Secondary Royalties in NFT: Inefficient, anti-market & ethically suspect

It's time to talk about NFT secondary royalties, a poorly thought out monetization model that's inadvertently become a standard in the NFT art world despite its misaligned incentives, lack of decentralized enforcement and ethical ambiguity. The goals are sincere, to help artists capture high aftermarket valuations, but ignore the more optimal alternative of artist's reserve, attempting to solve a perceived IRL art world "unfairness" that doesn't actually exist.

The Problems of Secondary Royalties

Secondary royalties were introduced because it seemed a sensible way to capture the value in the speculative after market, with the basic idea being: "it's unfair if an artist's work sells for a very high value down the road when his sale price was much less, and they deserve an interest on those high value sales." However, a tax on every sale of the NFT into perpetuity introduces a lot of unnecessary complications that damage the health of the market, when more elegant alternatives already exist.

Liquidity Friction

The most obvious problem with the secondary royalty is it's a tax that creates unnecessary friction on the work's liquidity, since the tax event happens only whenever a sale is made. For better or worse, this compels collector's to hold when they may otherwise would not have - an inorganic intervention on the work's aftermarket movement.

Misaligned Incentives

The goal is to compensate the artist for increased valuation of their works, which is a goal aligned with their collectors; however the secondary royalty model only pays them through a tax on sales. This creates a conflict where artists are encouraged to design & distribute works that maximize trading liquidity, rather than simply high valuation. This is a subtle influence, but still introduces friction between the interests of the collectors and the artists, which ultimately negatively affects their art production and aftermarket.

Centralized Enforcement

Most people don't realize there is currently no ability to enforce NFT royalties at a blockchain level, it's instead applied by centralized secondary marketplaces (e.g. OpenSea) who've elected to arbitrarily give the ability to control platform royalties to the contract originator. It can easily be circumvented by avoiding these centralized platforms (See my discussion on "On Secondary").

The lack of genuine Web3 decentralization underpinning royalties leads to issues like the artist having freedom to change platform royalties post-hoc on sold works, with no recourse by their owners on the changed terms of sale.

It's worth noting as well that the major platforms like OpenSea obfuscate the royalties applied to each collection in their UX (on OpenSea, it's only visible when you attempt to make a sale).

The centralized platform royalties for artists also have made it an easy leap for the platforms themselves to justify taking cuts that they don't actually need to operate.

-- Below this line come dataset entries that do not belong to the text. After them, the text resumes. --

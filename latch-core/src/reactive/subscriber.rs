//! Identifier types for the propagation graph.
//!
//! Every observable node and every watcher registered on a node gets a
//! process-unique ID. Node IDs show up in log fields and errors; watcher IDs
//! key the ordered watcher table of a node.

use std::fmt;
use std::sync::atomic::{AtomicU64, Ordering};

/// Unique identifier for an observable node.
#[derive(Debug, Clone, Copy, PartialEq, Eq, Hash, PartialOrd, Ord)]
pub struct NodeId(u64);

impl NodeId {
    /// Generate a new unique node ID.
    pub fn new() -> Self {
        static COUNTER: AtomicU64 = AtomicU64::new(0);
        Self(COUNTER.fetch_add(1, Ordering::Relaxed))
    }

    /// Get the raw ID value.
    pub fn raw(&self) -> u64 {
        self.0
    }
}

impl Default for NodeId {
    fn default() -> Self {
        Self::new()
    }
}

impl fmt::Display for NodeId {
    fn fmt(&self, f: &mut fmt::Formatter<'_>) -> fmt::Result {
        write!(f, "node#{}", self.0)
    }
}

/// Unique identifier for a watcher.
///
/// IDs increase monotonically, but registration order is kept by the
/// watcher table itself, not by comparing IDs.
#[derive(Debug, Clone, Copy, PartialEq, Eq, Hash)]
pub struct WatcherId(u64);

impl WatcherId {
    /// Generate a new unique watcher ID.
    pub fn new() -> Self {
        static COUNTER: AtomicU64 = AtomicU64::new(0);
        Self(COUNTER.fetch_add(1, Ordering::Relaxed))
    }
}

impl Default for WatcherId {
    fn default() -> Self {
        Self::new()
    }
}
//! Engine configuration.

use serde::{Deserialize, Serialize};

/// Default bound on transitions drained by a single outermost call.
pub const DEFAULT_MAX_CHAINED_TRANSITIONS: usize = 10_000;

/// Tunables shared by a controller and every observable derived from it.
///
/// # Example
///
/// ```rust
/// use latch_core::{Controller, ReactiveConfig};
///
/// let config = ReactiveConfig {
///     max_chained_transitions: 64,
/// };
/// let controller: Controller<u32> = Controller::with_config(config);
/// assert_eq!(controller.config().max_chained_transitions, 64);
/// ```
#[derive(Debug, Clone, Copy, PartialEq, Eq, Serialize, Deserialize)]
#[serde(default)]
pub struct ReactiveConfig {
    /// Maximum number of queued transitions a node may run while draining
    /// one outermost `set`/`reset`. A handler that unconditionally sets its
    /// own controller would otherwise never terminate.
    pub max_chained_transitions: usize,
}

impl Default for ReactiveConfig {
    fn default() -> Self {
        Self {
            max_chained_transitions: DEFAULT_MAX_CHAINED_TRANSITIONS,
        }
    }
}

The current reliance on centralized (and closed-source) infrastructure has prevented the development of possibly more fair innovations on royalties such as a royalty decay over time (while occasionally suggested, a decay defeats the purpose of rewarding artist's for future reevaluations) or profit redistribution (if it's unfair for the artist to not realize the profits from high valuations sometime down the road, it would arguably be unfair to the original investors in the artist: the ones who supported it earliest when it was highest risk, but sold early. Shouldn't we also feel morally compelled to let them see some return in the future overvaluation for taking a large risk to invest into the unproven work and driving its initial growth?). There are few fairer alternatives for users to exit to.

Ethical Ambiguity

Whether or not secondary royalties enforced on a decentralized blockchain are technically even possible is debatable, because the concept fundamentally violates basic tenets of token ownership, leading to the final point: secondary royalties themselves poses an ethical question over NFT ownership.

An NFT fundamentally represents a deed of ownership, property owned exclusively and immutably by its wallet holder. Not only do secondary royalties violate this principle on a blockchain level, which is why it's debatable if they are even technically possible to decentralize, it creates a serious ethical question of whether an artist or gallery has any right to enact a perpetual tax on the use of your own property.

As far as I can think of, this kind of violation of your right to ownership is not a model that exists anywhere except in convoluted, IP-court reliant and generally consumer-exploitative contractual schemes. It strongly puts into question the claims that artist royalties should be respected despite their centralization for ethical reasons.

Artist's Reserve is the correct model for NFT Art World

Secondary royalties stem from a fundamental misunderstanding of the way value is actually generated in the art world: speculative investment into artists/groups/collections as a brand as a whole.

When they have a very highly valued sale, then all their other works increase in speculative value, including their earliest works, it's the nature of the art market. Even that sale's price point is partly informed by it driving the value of all the other artist's works in the market up.

The simple solution, and the standard in the IRL art world? An artist/agent's reserve.

It's simple, you mint but withhold from selling a few pieces from each collection, or series, or period of work. They do this both to avoid dilution on the artist's work in the market, and to see value as the artist's brand grows in valuation. As the brand grows, you simply reintroduce those works for sale to realize their new value.

In NFT's, this could look like a 5-10% artist reserve standard for any generative mint; or 1 out of 10-20 works for 1/1 artists. Owned by the artist and entirely up to their discretion to sell for funding alongside their primary sale royalties. An elegant and fair model - there was never a need to deviate.